Şimdi bu size çeşitli seçenekler sunuyor. İsterseniz tek tek bu seçeneklere bakalım, ne işe yarayacaklar. İlk seçeneğimiz bu yayınlara bir zaman sınırı koyuyorsunuz. Diyorsunuz ki, ben gebelik ve anemi ile ilgili içinde demir geçmeyen, B12 geçmeyen makalelerin sadece son beş yılda yayınlananlarını taramak istiyorum. Beş yıl dedik, arama motoruna bastık, Search’e. Evet, gördüğünüz gibi bir anda 15.000 tane 14.000 tane makale sayımız 1865’e indi; ama bu da çok. Biraz daha bunu isterseniz ayrıntılı yapalım. Bu arada dikkat edin her gittiğiniz aktif sınır, koyduğunuz limit, burada çıkmaya başladı. Son beş sene içinde yayınlananlar. Yine gidelim “Limits”e. Hangi tip makalelere bakmak istiyorsunuz? Ben buradan şunları seçiyorum; ben klinik araştırmalara bakmak istiyorum, meta-analiz varsa meta-analizlere bakmak istiyorum, kılavuzlara bakmak istiyorum, derlemelere bakmak istiyorum, bunları istiyorum diğerleri beni ilgilendirmiyor. Böyle bakalım; evet, gördüğünüz gibi rakam 381’e, daha giderek daha makul daha iyi bir rakama indi. Görüyorsunuz benim girdiğim seçenekler burada sıralanmaya devam edecek. Ama fazla makale kalitesinden ve çeşidinden fedakârlıkta bulunmadan acaba başka elemeler yapabilir miyiz? Tabi ki yapabiliriz. Hayvan denemeleri ilgilendirmiyorsa sizi sadece insanlarda yapılan çalışmaları merak ediyor olabilirsiniz. Yine önemli bir seçenek burada; dikkat ederseniz burada “Subsets” bölümünde dergileri konularına göre sınıflandırıyor. Diş hekimliği dergileri, kanserle ilgili dergiler. Burada genellikle tıklamamız gereken bu, “Core Clinical Journals” yani Çekirdek Klinik Dergiler. Burada kastedilen şey; impakt faktörü kuvvetli, çok fazla okunan ve çok yaygın olarak kullanılan tıp dergilerini kastediyor, ona tıkladıktan sonra bir bakalım. Evet, gördüğünüz gibi 53 tane makale kaldı elimizde. Bunlara nasıl bakabiliriz; böyle görebilirsiniz ama içinde ne var diye merak ediyorsanız tek tek bakabilirsiniz ama daha kolayı soldaki “Display Settings” kısmından özet seçeneğini abstraktla değiştirmek yani makale özetini değiştirmek, her sayfada kaç tane görmek istiyorsanız onu belirlemek.

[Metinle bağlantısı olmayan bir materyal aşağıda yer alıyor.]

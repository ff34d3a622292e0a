//! UDP ingest: datagrams in, packed hits out.

use crate::events::EventSender;
use crate::worker::Worker;
use crate::Result;
use std::io::ErrorKind;
use std::net::{SocketAddr, UdpSocket};
use std::path::Path;
use std::time::{Duration, Instant};
use tpxgate_algorithms::RateCounter;
use tpxgate_bus::protocol::unpack_string;
use tpxgate_bus::{Command, EndpointAddress, ErrorCode, Publisher, Reply, Request};
use tpxgate_io::RawChunkWriter;
use tpxgate_tpx::PacketDecoder;

/// Largest datagram accepted; longer ones are truncated by the socket.
pub const UDP_BUFFER_SIZE: usize = 40_000;

const REPORT_INTERVAL: Duration = Duration::from_secs(1);

/// Receives detector datagrams and publishes their pixel hits.
pub struct DecoderWorker {
    socket: UdpSocket,
    local: SocketAddr,
    buffer: Vec<u8>,
    decoder: PacketDecoder,
    packed: Vec<u8>,
    publisher: Publisher,
    raw_sink: Option<RawChunkWriter>,
    rate: RateCounter,
    events: EventSender,
}

impl DecoderWorker {
    /// Binds the UDP socket on `host:port` and the hit publisher on `host`.
    ///
    /// # Errors
    /// Returns an error if either socket cannot be bound.
    pub fn bind(
        host: &str,
        port: u16,
        correct_rollover: bool,
        events: &EventSender,
    ) -> Result<Self> {
        let socket = UdpSocket::bind((host, port))?;
        socket.set_nonblocking(true)?;
        let local = socket.local_addr()?;
        let publisher = Publisher::bind(host)?;
        let events = events.with_source("decoder");
        events.info(format!(
            "listening on udp {local}, publishing hits at {}",
            publisher.address()
        ));
        Ok(Self {
            socket,
            local,
            buffer: vec![0; UDP_BUFFER_SIZE],
            decoder: PacketDecoder::new(correct_rollover),
            packed: Vec::new(),
            publisher,
            raw_sink: None,
            rate: RateCounter::new(REPORT_INTERVAL, Instant::now()),
            events,
        })
    }

    /// Bound UDP address.
    #[must_use]
    pub fn udp_address(&self) -> SocketAddr {
        self.local
    }

    /// Address of the packed hit stream.
    #[must_use]
    pub fn hit_address(&self) -> &EndpointAddress {
        self.publisher.address()
    }

    /// Starts saving raw datagrams to `path`, or stops with `None`.
    ///
    /// # Errors
    /// Returns an error if the file cannot be created; saving is then off.
    pub fn set_raw_path(&mut self, path: Option<&Path>) -> Result<()> {
        self.close_raw_sink();
        if let Some(path) = path {
            self.raw_sink = Some(RawChunkWriter::create(path)?);
            self.events.info(format!("saving raw data to {}", path.display()));
        }
        Ok(())
    }

    fn close_raw_sink(&mut self) {
        if let Some(mut sink) = self.raw_sink.take() {
            if let Err(e) = sink.flush() {
                self.events.error(format!("raw file {}: {e}", sink.path().display()));
            }
        }
    }

    fn save_raw(&mut self, len: usize) {
        let Some(sink) = self.raw_sink.as_mut() else {
            return;
        };
        if let Err(e) = sink.write_datagram(&self.buffer[..len]) {
            self.events.error(format!(
                "raw file {}: {e}; raw saving disabled",
                sink.path().display()
            ));
            self.raw_sink = None;
        }
    }
}

impl Worker for DecoderWorker {
    fn name(&self) -> &'static str {
        "decoder"
    }

    fn handle_command(&mut self, request: &Request) -> Reply {
        match request.kind() {
            Some(Command::SetRawTpx3Path) => {
                let path = unpack_string(&request.payload);
                let target = (!path.is_empty()).then(|| Path::new(&path));
                match self.set_raw_path(target) {
                    Ok(()) => Reply::echo(request),
                    Err(e) => {
                        self.events.error(format!("cannot open raw file {path}: {e}"));
                        Reply::error(ErrorCode::CantOpenFile)
                    }
                }
            }
            Some(Command::GetRawDataServerPath) => {
                Reply::ok_string(request, &self.publisher.address().to_string())
            }
            _ => Reply::error(ErrorCode::UnknownCommand),
        }
    }

    fn poll(&mut self) -> Result<bool> {
        self.publisher.service()?;
        if let Some(report) = self.rate.tick(Instant::now()) {
            if report.count > 0 {
                self.events
                    .debug(format!("{:.0} hits/s", report.per_second()));
            }
        }

        let len = match self.socket.recv_from(&mut self.buffer) {
            Ok((len, _)) => len,
            Err(e) if matches!(e.kind(), ErrorKind::WouldBlock | ErrorKind::Interrupted) => {
                return Ok(false);
            }
            Err(e) => return Err(e.into()),
        };

        self.save_raw(len);

        self.packed.clear();
        match self.decoder.decode_packed(&self.buffer[..len], &mut self.packed) {
            Ok(0) => {}
            Ok(hits) => {
                self.rate.add(hits as u64);
                self.publisher.publish(&self.packed)?;
            }
            Err(e) => self.events.warn(format!("dropping datagram: {e}")),
        }
        Ok(true)
    }

    fn shutdown(&mut self) {
        self.close_raw_sink();
    }
}

#[cfg(test)]
mod tests {
    use super::*;
    use crate::events::event_channel;
    use tpxgate_bus::protocol::pack_string;
    use tpxgate_bus::{Delivery, Subscriber};
    use tpxgate_core::PixelHit;
    use tpxgate_tpx::Tpx3Word;

    fn datagram(words: &[Tpx3Word]) -> Vec<u8> {
        words.iter().flat_map(|w| w.0.to_le_bytes()).collect()
    }

    fn poll_until_busy(worker: &mut DecoderWorker) {
        let deadline = Instant::now() + Duration::from_secs(5);
        while !worker.poll().unwrap() {
            assert!(Instant::now() < deadline, "no datagram arrived");
            std::thread::sleep(Duration::from_millis(1));
        }
    }

    #[test]
    fn test_publishes_decoded_hits() {
        let (events, _log) = event_channel(64);
        let mut worker = DecoderWorker::bind("127.0.0.1", 0, true, &events).unwrap();
        let mut sub = Subscriber::connect(worker.hit_address()).unwrap();

        let sender = UdpSocket::bind("127.0.0.1:0").unwrap();
        let words = [
            Tpx3Word(0x4000_0000_0000_0000),
            Tpx3Word::encode_pixel(10, 20, 30, 1000),
        ];
        sender.send_to(&datagram(&words), worker.udp_address()).unwrap();
        poll_until_busy(&mut worker);

        let deadline = Instant::now() + Duration::from_secs(5);
        let payload = loop {
            match sub.poll().unwrap() {
                Delivery::Message(bytes) => break bytes,
                _ => assert!(Instant::now() < deadline),
            }
        };
        let hits: Vec<PixelHit> = PixelHit::iter_packed(&payload).unwrap().collect();
        assert_eq!(hits, vec![PixelHit::new(10, 20, 1000, 30)]);
    }

    #[test]
    fn test_partial_word_datagram_is_dropped() {
        let (events, log) = event_channel(64);
        let mut worker = DecoderWorker::bind("127.0.0.1", 0, false, &events).unwrap();
        let sender = UdpSocket::bind("127.0.0.1:0").unwrap();
        sender.send_to(&[0u8; 12], worker.udp_address()).unwrap();
        poll_until_busy(&mut worker);
        assert!(log
            .try_iter()
            .any(|e| e.level == log::Level::Warn && e.message.contains("dropping datagram")));
    }

    #[test]
    fn test_raw_path_commands() {
        let (events, _log) = event_channel(64);
        let mut worker = DecoderWorker::bind("127.0.0.1", 0, false, &events).unwrap();
        let dir = tempfile::tempdir().unwrap();
        let path = dir.path().join("capture.tpx3");

        let reply = worker.handle_command(&Request::with_payload(
            Command::SetRawTpx3Path,
            pack_string(path.to_str().unwrap()),
        ));
        assert!(!reply.is_error());
        assert_eq!(reply.payload, pack_string(path.to_str().unwrap()));

        let sender = UdpSocket::bind("127.0.0.1:0").unwrap();
        let words = [Tpx3Word::encode_pixel(1, 2, 3, 4)];
        sender.send_to(&datagram(&words), worker.udp_address()).unwrap();
        poll_until_busy(&mut worker);
        worker.shutdown();
        let data = std::fs::read(&path).unwrap();
        assert_eq!(&data[..4], b"TPX3");
        assert_eq!(data.len(), 16);

        let missing = dir.path().join("no/such/dir/capture.tpx3");
        let reply = worker.handle_command(&Request::with_string(
            Command::SetRawTpx3Path,
            missing.to_str().unwrap(),
        ));
        assert_eq!(reply.error_code(), Some(ErrorCode::CantOpenFile));

        let reply = worker.handle_command(&Request::new(Command::GetRawDataServerPath));
        assert_eq!(reply.payload_string(), worker.hit_address().to_string());

        let reply = worker.handle_command(&Request::new(Command::FlushClusters));
        assert_eq!(reply.error_code(), Some(ErrorCode::UnknownCommand));
    }
}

Bunu da tıkladık ve gördük ki artık bunlar karşımıza tek tek bildirileriyle, bildiri özetleriyle birlikte gelmeye başladı. Tabi burada güzel bir şey daha var, bunların altına bakın. Bazı makalelerin altında tam metin makale yani “full text article” yazıyor.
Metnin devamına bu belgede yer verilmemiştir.